Date: Sun, 30 May 2004 00:24:26 -0700 (PDT)
--- Shiro BsquLadat <shirogr@*****.com> wrote:
> Well, of course I know that dragons, especially the
> great ones are only intented for archvillainces and
> puppet masters (and this is the way I play them to be)
> but because shadowrun is a really well-thought game I
> really think that they should also have the statistics
> to back it up.
> I remember one time that a dragon attacked us when we
> played a published adventure (forget which) and was
> killed in the first round by my rigger!! Talking of
> disillusion of a major creature!
> I just like them to be more powerfull on their own.
> Their highest armor is 12 and if you shoot them with
> APDS you cut it like butter and only a couple of
> quickened bullet barriers can stop it and I have never
> heard of the Twist Fate power, could you please tell
> me where is this? And yes a character will bring 20+
> successes on the attack roll so you can kiss that high
> body rating bye-bye!
> I like to have rules on these creatures and in general
> because this way I feel totally honest to my players
> and because I don't like the concept of the ultimate
> character.I find it unreallistic and frankly unheroic
> too.

20+ successes on an Attack test?!?!?!?!?!?!?!?!?!?!?!?!?!?!?!?

I detect a hint of the true problem. It is not dragon stats which
are lame, but those of your PCs.

Scoring 20 successes in combat means a skill of at least 10! Then 10
pool dice. Then a lot of re-rolls. And a lot of TN modifiers so the
TN is really really low. Do you have any idea how beyond the pale
that sounds? Such stats are, in a word, ridiculous.

I do not need a fix for dragons because I don't have broken PCs. If
your PCs are really running around scoring 20+ successes easily,
maybe you ought to consider switching to Paladium games?

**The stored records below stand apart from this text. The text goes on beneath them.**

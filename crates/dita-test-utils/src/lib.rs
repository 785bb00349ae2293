//! Testing utilities for the migration workspace
//!
//! Temporary project folders and small document builders.

#![allow(missing_docs)]

use std::fmt::Write as _;
use std::path::{Path, PathBuf};

use tempfile::TempDir;

pub const MAP_NAME: &str = "root.ditamap";

/// A project folder that is deleted on drop
pub struct ProjectFixture {
    dir: TempDir,
}

impl ProjectFixture {
    pub fn new() -> Self {
        Self {
            dir: tempfile::tempdir().expect("create temp dir"),
        }
    }

    pub fn root(&self) -> &Path {
        self.dir.path()
    }

    pub fn path(&self, relative: &str) -> PathBuf {
        self.dir.path().join(relative)
    }

    pub fn map_path(&self) -> PathBuf {
        self.path(MAP_NAME)
    }

    pub fn write(&self, relative: &str, content: &str) -> PathBuf {
        let path = self.path(relative);
        if let Some(parent) = path.parent() {
            std::fs::create_dir_all(parent).expect("create fixture folder");
        }
        std::fs::write(&path, content).expect("write fixture file");
        path
    }

    pub fn write_map(&self, hrefs: &[&str]) -> PathBuf {
        self.write(MAP_NAME, &map_xml(hrefs))
    }

    pub fn read(&self, relative: &str) -> String {
        std::fs::read_to_string(self.path(relative)).expect("read fixture file")
    }

    pub fn exists(&self, relative: &str) -> bool {
        self.path(relative).exists()
    }

    /// File names in a folder of the project, sorted
    pub fn list(&self, relative: &str) -> Vec<String> {
        let mut names: Vec<String> = std::fs::read_dir(self.path(relative))
            .expect("list fixture folder")
            .filter_map(|e| e.ok()?.file_name().into_string().ok())
            .collect();
        names.sort();
        names
    }
}

impl Default for ProjectFixture {
    fn default() -> Self {
        Self::new()
    }
}

/// A flat map referencing `hrefs` in order
pub fn map_xml(hrefs: &[&str]) -> String {
    let mut xml = String::from("<?xml version=\"1.0\" encoding=\"UTF-8\"?>\n<map>\n  <title>Manual</title>\n");
    for href in hrefs {
        let _ = writeln!(xml, "  <topicref href=\"{href}\"/>");
    }
    xml.push_str("</map>\n");
    xml
}

/// A legacy topic with the given title and body markup
pub fn topic_xml(title: &str, body: &str) -> String {
    format!("<?xml version=\"1.0\" encoding=\"UTF-8\"?>\n<topic id=\"t\">\n  <title>{title}</title>\n  <body>{body}</body>\n</topic>\n")
}

/// A legacy procedure
pub fn task_xml(title: &str) -> String {
    topic_xml(title, "<p>1. Open the cover.</p><p>2. Wipe the roller.</p>")
}

/// A sidecar record whose FTITLE is `stem`
pub fn sidecar_xml(stem: &str) -> String {
    format!("<?xml version=\"1.0\" encoding=\"utf-8\"?>\n<ishobject ishtype=\"ISHModule\"><ishfields><ishfield name=\"FTITLE\" level=\"logical\">{stem}</ishfield></ishfields></ishobject>\n")
}

/// Two procedures with the same title and a concept with one captioned
/// image in `media/`
pub fn roller_project() -> ProjectFixture {
    let fixture = ProjectFixture::new();
    fixture.write("clean_a.dita", &task_xml("Clean the Rollers"));
    fixture.write("clean_b.dita", &task_xml("Clean the Rollers"));
    fixture.write(
        "station.dita",
        &topic_xml(
            "Cleaning Station Service",
            "<p>See <xref href=\"clean_a.dita\" scope=\"local\">cleaning</xref> and <xref href=\"clean_b.dita#t\" scope=\"local\">again</xref>.</p>\
             <fig><title>Roller Assembly</title><image href=\"media/fig1.png\"/></fig>",
        ),
    );
    fixture.write("media/fig1.png", "png");
    fixture.write_map(&["clean_a.dita", "clean_b.dita", "station.dita"]);
    fixture
}
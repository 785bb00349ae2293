//! Project graph
//!
//! Discovery reads a root map, checks that every referenced file exists,
//! scans the image folder and then resolves each topic in map order:
//! load, classify, normalize, write back if changed.
//!
//! # Example
//!
//! ```rust,ignore
//! use dita_project::{MigrationConfig, ProjectGraph};
//!
//! let config = MigrationConfig::load("migrate.toml")?;
//! let graph = ProjectGraph::discover("project/root.ditamap", &config)?;
//! for problem in graph.problem_topics() {
//!     println!("{}", problem.path.display());
//! }
//! ```

pub mod config;
pub mod error;
pub mod graph;
pub mod sidecar;
pub mod status;
pub mod topic;

pub use config::{MigrationConfig, TypicalShortDescription};
pub use error::{ConfigError, DiscoveryError, ProjectError, ProjectResult};
pub use graph::{ProjectFlavor, ProjectGraph};
pub use sidecar::Sidecar;
pub use topic::{DiscoveryIssue, Image, MapEntry, ProblemTopic, Topic, TopicId};
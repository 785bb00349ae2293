//! Property tests for name derivation

use dita_rename::{base_name, image_stem, BatchContext};
use proptest::prelude::*;

proptest! {
    #[test]
    fn base_names_are_clean_stems(title in "[A-Za-z0-9 _.,:;!?()/-]{0,40}") {
        if let Some(name) = base_name(&title) {
            prop_assert!(!name.is_empty());
            prop_assert!(!name.starts_with('_') && !name.ends_with('_'));
            prop_assert!(!name.contains("__"));
            prop_assert!(name.chars().all(|c| c == '_' || c.is_alphanumeric()));
        }
    }

    #[test]
    fn repeated_names_never_collide(name in "[a-z]{1,8}", count in 1usize..20) {
        let mut context = BatchContext::new();
        let names: Vec<_> = (0..count).map(|_| context.next_name(&name)).collect();
        let mut unique = names.clone();
        unique.sort();
        unique.dedup();
        prop_assert_eq!(unique.len(), count);
        prop_assert_eq!(&names[0], &name);
    }

    #[test]
    fn image_stems_carry_the_marker(prefix in "[a-z]{1,6}", title in "[A-Za-z ]{0,20}") {
        let stem = image_stem(&prefix, &title);
        let marker = format!("img_{}_", prefix);
        prop_assert!(stem.starts_with(&marker));
        prop_assert!(stem.chars().all(|c| c == '_' || c.is_alphanumeric()));
    }
}
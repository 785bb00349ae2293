//! Identity & rename engine
//!
//! Derives file names from titles and moves topics and images to them,
//! keeping every reference (local links, map entries, sidecars, figures)
//! pointing at the new name.
//!
//! # Example
//!
//! ```rust,ignore
//! use dita_project::{MigrationConfig, ProjectGraph};
//! use dita_rename::{rename_images, rename_topics};
//!
//! let mut graph = ProjectGraph::discover("project/root.ditamap", &MigrationConfig::new())?;
//! let topics = rename_topics(&mut graph);
//! let images = rename_images(&mut graph, "acme");
//! println!("{topics}\n{images}");
//! ```

pub mod context;
pub mod engine;
pub mod error;
pub mod images;
pub mod naming;
pub mod report;
pub mod worker;

pub use context::BatchContext;
pub use engine::{rename_topic, rename_topics};
pub use error::{RenameError, SkipReason, WorkerError};
pub use images::{plan_image_names, rename_images, PlannedImage};
pub use naming::{base_name, image_marker, image_stem};
pub use report::{BatchReport, FileOutcome, FileReport};
pub use worker::{BatchGuard, BatchHandle, BatchSlot};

If you really want to make a dragon a nasty foe, remember that most
are mages of some power. With an Essence rating of up to 12, they
can also have a magic rating of up to 12. With Charisma and
Willpower of 8+, they can have quite a few scary elementals running
around. And some serious anchored/quickened spells. And then there
is the fact that dragons have all sorts of money. So they can hire
shadowrunners as good as the PCs to run interference. You find me
any shadowrunner that can shrug off a Force 9 or 10 Manabolt, with a
Sorcery of 8+ and a spell pool of 8+ behind it. Or wrestle a half
dozen Force 8+ elementals. All while dodging bullets fired their way
by guys with APDS ammo, 20+ successes, and a dragon's bankroll to
spend.

Seriously, I don't think it is the dragon's stats that are lame. The
environment you are using them in, on the other hand, may be just
that.

======Korishinzo
--skills and combat pools of 10+ each? what is that, about 500
karma, undiversified?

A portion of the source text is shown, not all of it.